'??' gets converted into '^' if I compile mn VC++ program and run it
e.g.
sprintf( ch, "??")
prints out
^
But if I run the same code in Turbo C/C++, there is no such problem. Why is it happening on VC++ on Windows?
'??' gets converted into '^' if I compile mn VC++ program and run it
e.g.
sprintf( ch, "??")
prints out
^
But if I run the same code in Turbo C/C++, there is no such problem. Why is it happening on VC++ on Windows?
The ??
usually sequence starts a trigraph, but the sequence "??" isn't a trigraph so it shouldn't be interpreted as such - maybe there's a bug in the compiler - exactly which version are you using, and what's the exact code (including variable declarations)?
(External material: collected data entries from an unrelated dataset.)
//! Turns flat aggregate rows into chart.js labels and datasets.
//!
//! Both reshapers keep the first-seen order of the source values so charts
//! stay visually stable across refreshes. Neither validates its input:
//! missing fields come through as gaps (unstacked) or zeros (stacked).

use crate::chart::{BackgroundColor, ChartData, Dataset};
use crate::data::Row;
use crate::palette::ColorSource;
use std::collections::HashMap;
use tracing::debug;

/// Stack id shared by every pivoted dataset
pub const STACK_ID: &str = "Stack 0";

/// Single series: one label, one value and one color per row, in row order.
/// Duplicate group values are kept as separate entries.
pub fn unstacked_data<C: ColorSource>(
    rows: &[Row],
    group_field: &str,
    value_field: &str,
    label: &str,
    mut colors: C,
) -> ChartData {
    let mut labels = Vec::with_capacity(rows.len());
    let mut data = Vec::with_capacity(rows.len());
    let mut background = Vec::with_capacity(rows.len());

    for row in rows {
        data.push(row.get(value_field).as_f64());
        background.push(colors.next_color().to_string());
        labels.push(row.get(group_field).to_label());
    }

    debug!(rows = rows.len(), group_field, value_field, "reshaped unstacked series");

    ChartData {
        labels,
        datasets: vec![Dataset {
            label: label.to_string(),
            data,
            background_color: BackgroundColor::PerPoint(background),
            stack: None,
        }],
    }
}

/// Pivot rows into one dataset per distinct sub-group.
///
/// Labels are the distinct group values; each dataset holds one value per
/// label, 0 where the (group, sub-group) pair never occurs. When a pair
/// occurs twice the later row wins.
pub fn stacked_data<C: ColorSource>(
    rows: &[Row],
    group_field: &str,
    sub_group_field: &str,
    value_field: &str,
    mut colors: C,
) -> ChartData {
    let mut groups: Vec<String> = Vec::new();
    let mut group_index: HashMap<String, usize> = HashMap::new();
    let mut sub_groups: Vec<String> = Vec::new();
    let mut sub_group_index: HashMap<String, usize> = HashMap::new();
    let mut counts: HashMap<(usize, usize), Option<f64>> = HashMap::new();

    for row in rows {
        let g = first_seen(&mut groups, &mut group_index, row.get(group_field).to_label());
        let s = first_seen(
            &mut sub_groups,
            &mut sub_group_index,
            row.get(sub_group_field).to_label(),
        );
        counts.insert((g, s), row.get(value_field).as_f64());
    }

    let datasets = sub_groups
        .iter()
        .enumerate()
        .map(|(s, sub_group)| Dataset {
            label: sub_group.clone(),
            data: (0..groups.len())
                .map(|g| Some(counts.get(&(g, s)).copied().flatten().unwrap_or(0.0)))
                .collect(),
            background_color: BackgroundColor::Single(colors.next_color().to_string()),
            stack: Some(STACK_ID.to_string()),
        })
        .collect();

    debug!(
        rows = rows.len(),
        groups = groups.len(),
        sub_groups = sub_groups.len(),
        "pivoted stacked series"
    );

    ChartData { labels: groups, datasets }
}

/// Index of `value` in `order`, appending it on first sight
fn first_seen(order: &mut Vec<String>, index: &mut HashMap<String, usize>, value: String) -> usize {
    if let Some(&idx) = index.get(&value) {
        return idx;
    }
    let idx = order.len();
    index.insert(value.clone(), idx);
    order.push(value);
    idx
}
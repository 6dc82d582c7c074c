// SPDX-License-Identifier: MIT

//! Zombie prevention for children outside the launch protocol.
//!
//! The launch protocol waits on its own child synchronously; any other child
//! that terminates would linger as a zombie. This reaper drains those with
//! non-blocking waits. It runs unordered with respect to dispatcher ticks
//! and must never steal a wait from the launcher, so it only reaps while it
//! can take the shared guard the launcher holds across fork..waitpid.

use std::sync::atomic::{AtomicBool, Ordering};
use std::sync::{Arc, Mutex};
use std::thread::{self, JoinHandle};
use std::time::Duration;

use log::{debug, warn};
use nix::errno::Errno;
use nix::sys::wait::{waitpid, WaitPidFlag, WaitStatus};
use nix::unistd::Pid;

pub struct Reaper {
    stop: Arc<AtomicBool>,
    thread: Option<JoinHandle<()>>,
}

impl Reaper {
    pub fn spawn(guard: Arc<Mutex<()>>, interval: Duration) -> Self {
        let stop = Arc::new(AtomicBool::new(false));
        let stop_flag = stop.clone();
        let thread = thread::Builder::new()
            .name("psched-reaper".into())
            .spawn(move || {
                while !stop_flag.load(Ordering::Acquire) {
                    thread::sleep(interval);
                    // A held guard means a launch is in flight; skip this
                    // round instead of racing it for the child.
                    if let Ok(_held) = guard.try_lock() {
                        reap_strays();
                    }
                }
            })
            .expect("failed to spawn reaper thread");
        Self {
            stop,
            thread: Some(thread),
        }
    }

    pub fn shutdown(mut self) {
        self.stop.store(true, Ordering::Release);
        if let Some(thread) = self.thread.take() {
            if thread.join().is_err() {
                warn!("reaper thread panicked");
            }
        }
    }
}

fn reap_strays() {
    loop {
        match waitpid(Pid::from_raw(-1), Some(WaitPidFlag::WNOHANG)) {
            Ok(WaitStatus::StillAlive) => break,
            Ok(status) => debug!("reaped stray child: {status:?}"),
            Err(Errno::ECHILD) => break,
            Err(e) => {
                warn!("stray-child wait failed: {e}");
                break;
            }
        }
    }
}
This code prints "??" in several versions of MSVC 6 through VS 2010 as you might expect:
char ch[20];
sprintf( ch, "??");
printf( "%s\n", ch);
But replace the snprintf()
line with:
sprintf( ch, "'??'");
and the output becomes "'^
" (except in VS 2010).
A quick test shows that VS 2010 disables trigraph support by default (it prints out "'??'
" in the 2nd test). In VS 2010 you have to explicitly enable trigraph support using the /Zc:trigraphs
option. Nice.
For more details on what trigraphs are, see: http://stackoverflow.com/questions/1234582/purpose-of-trigraph-sequences-in-c
Are you sure it was a double-quote and not a single-quote? If it was ??', then you've just encountered a trigraph, which is a "feature" that really should be removed, but isn't due to IBM not migrating to UTF-8 from EBCDIC. (Trigraphs were considered for removal when C++0x was still open for changes, but the move to get trigraphs removed were vehemently blocked by IBM and its representatives at the ISO C++ committee).
??
alone is not a trigraph, although ??'
corresponds to ^
.
Perhaps you typed it here different from what you have in code and you can't see the trailing single quote in your string because it's too close to the closing quote.